The task requires restating, word for word, the lines of the entries below from the one containing "if token == self.stop.end_of_sequence" through the final one, both included.

**** PROVIDED RECORDS ****

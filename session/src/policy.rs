//! Per-round sampling controls: temperature, token bans, stop catching.

use std::collections::HashMap;

use edify_types::{Temperature, TokenId};

/// How many sampling calls a loop-guard ban stays active by default.
pub const DEFAULT_BAN_CALLS: u32 = 6;

/// Stop tokens of a loaded vocabulary.
///
/// `end_of_turn` is technically reserved for closing a user turn, but
/// models hallucinate it as a generation stop often enough that the policy
/// accepts it by default.
#[derive(Debug, Clone, Copy, PartialEq, Eq)]
pub struct StopTokens {
    pub end_of_sequence: TokenId,
    pub end_of_turn: Option<TokenId>,
}

/// Sampling controls for one generation round.
///
/// Owned by the round, lent to the engine on every sampling call. The ban
/// table maps tokens to the number of remaining sampling calls they stay
/// suppressed for; entries expire on their own as calls elapse.
#[derive(Debug)]
pub struct SamplingPolicy {
    temperature: Temperature,
    seed: u64,
    stop: StopTokens,
    strict_turn_stop: bool,
    bans: HashMap<TokenId, u32>,
    stop_observed: bool,
}

impl SamplingPolicy {
    /// Builds a policy for one round. The sampler seed is drawn fresh so
    /// repeated non-greedy rounds do not replay each other.
    #[must_use]
    pub fn new(temperature: Temperature, stop: StopTokens) -> Self {
        Self {
            temperature,
            seed: rand::random::<u64>(),
            stop,
            strict_turn_stop: false,
            bans: HashMap::new(),
            stop_observed: false,
        }
    }

    /// Restricts stop recognition to the true end-of-sequence token.
    #[must_use]
    pub fn with_strict_turn_stop(mut self, strict: bool) -> Self {
        self.strict_turn_stop = strict;
        self
    }

    #[must_use]
    pub fn temperature(&self) -> Temperature {
        self.temperature
    }

    /// Seed the engine's distribution sampler should use when the
    /// temperature is non-greedy.
    #[must_use]
    pub fn seed(&self) -> u64 {
        self.seed
    }

    /// Suppresses `token` for the next `calls` sampling calls.
    pub fn register_ban(&mut self, token: TokenId, calls: u32) {
        if calls == 0 {
            return;
        }
        tracing::debug!(token, calls, "registering token ban");
        let remaining = self.bans.entry(token).or_insert(0);
        *remaining = (*remaining).max(calls);
    }

    /// Whether `token` is currently suppressed. Engines consult this while
    /// ranking candidates.
    #[must_use]
    pub fn is_banned(&self, token: TokenId) -> bool {
        self.bans.contains_key(&token)
    }

    /// Remaining sampling calls for a banned token, if any.
    #[must_use]
    pub fn ban_remaining(&self, token: TokenId) -> Option<u32> {
        self.bans.get(&token).copied()
    }

    /// Records the token an engine actually chose. Ages the ban table by
    /// one call and latches the stop flag when a stop token goes by.
    pub fn accept(&mut self, token: TokenId) {
        self.bans.retain(|_, remaining| {
            *remaining -= 1;
            *remaining > 0
        });
        if self.is_end_of_generation(token) {
            self.stop_observed = true;
        }
    }

    /// Whether `token` ends the generation.
    #[must_use]
    pub fn is_end_of_generation(&self, token: TokenId) -> bool {
        if token == self.stop.end_of_sequence {
            return true;
        }
        if self.strict_turn_stop {
            return false;
        }
        self.stop.end_of_turn == Some(token)
    }

    /// Latched once a stop token has been accepted.
    #[must_use]
    pub fn stop_observed(&self) -> bool {
        self.stop_observed
    }
}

****

- [SOLUTION TO THIS TASK]
        if token == self.stop.end_of_sequence {
            return true;
        }
        if self.strict_turn_stop {
            return false;
        }
        self.stop.end_of_turn == Some(token)
    }

    /// Latched once a stop token has been accepted.
    #[must_use]
    pub fn stop_observed(&self) -> bool {
        self.stop_observed
    }
}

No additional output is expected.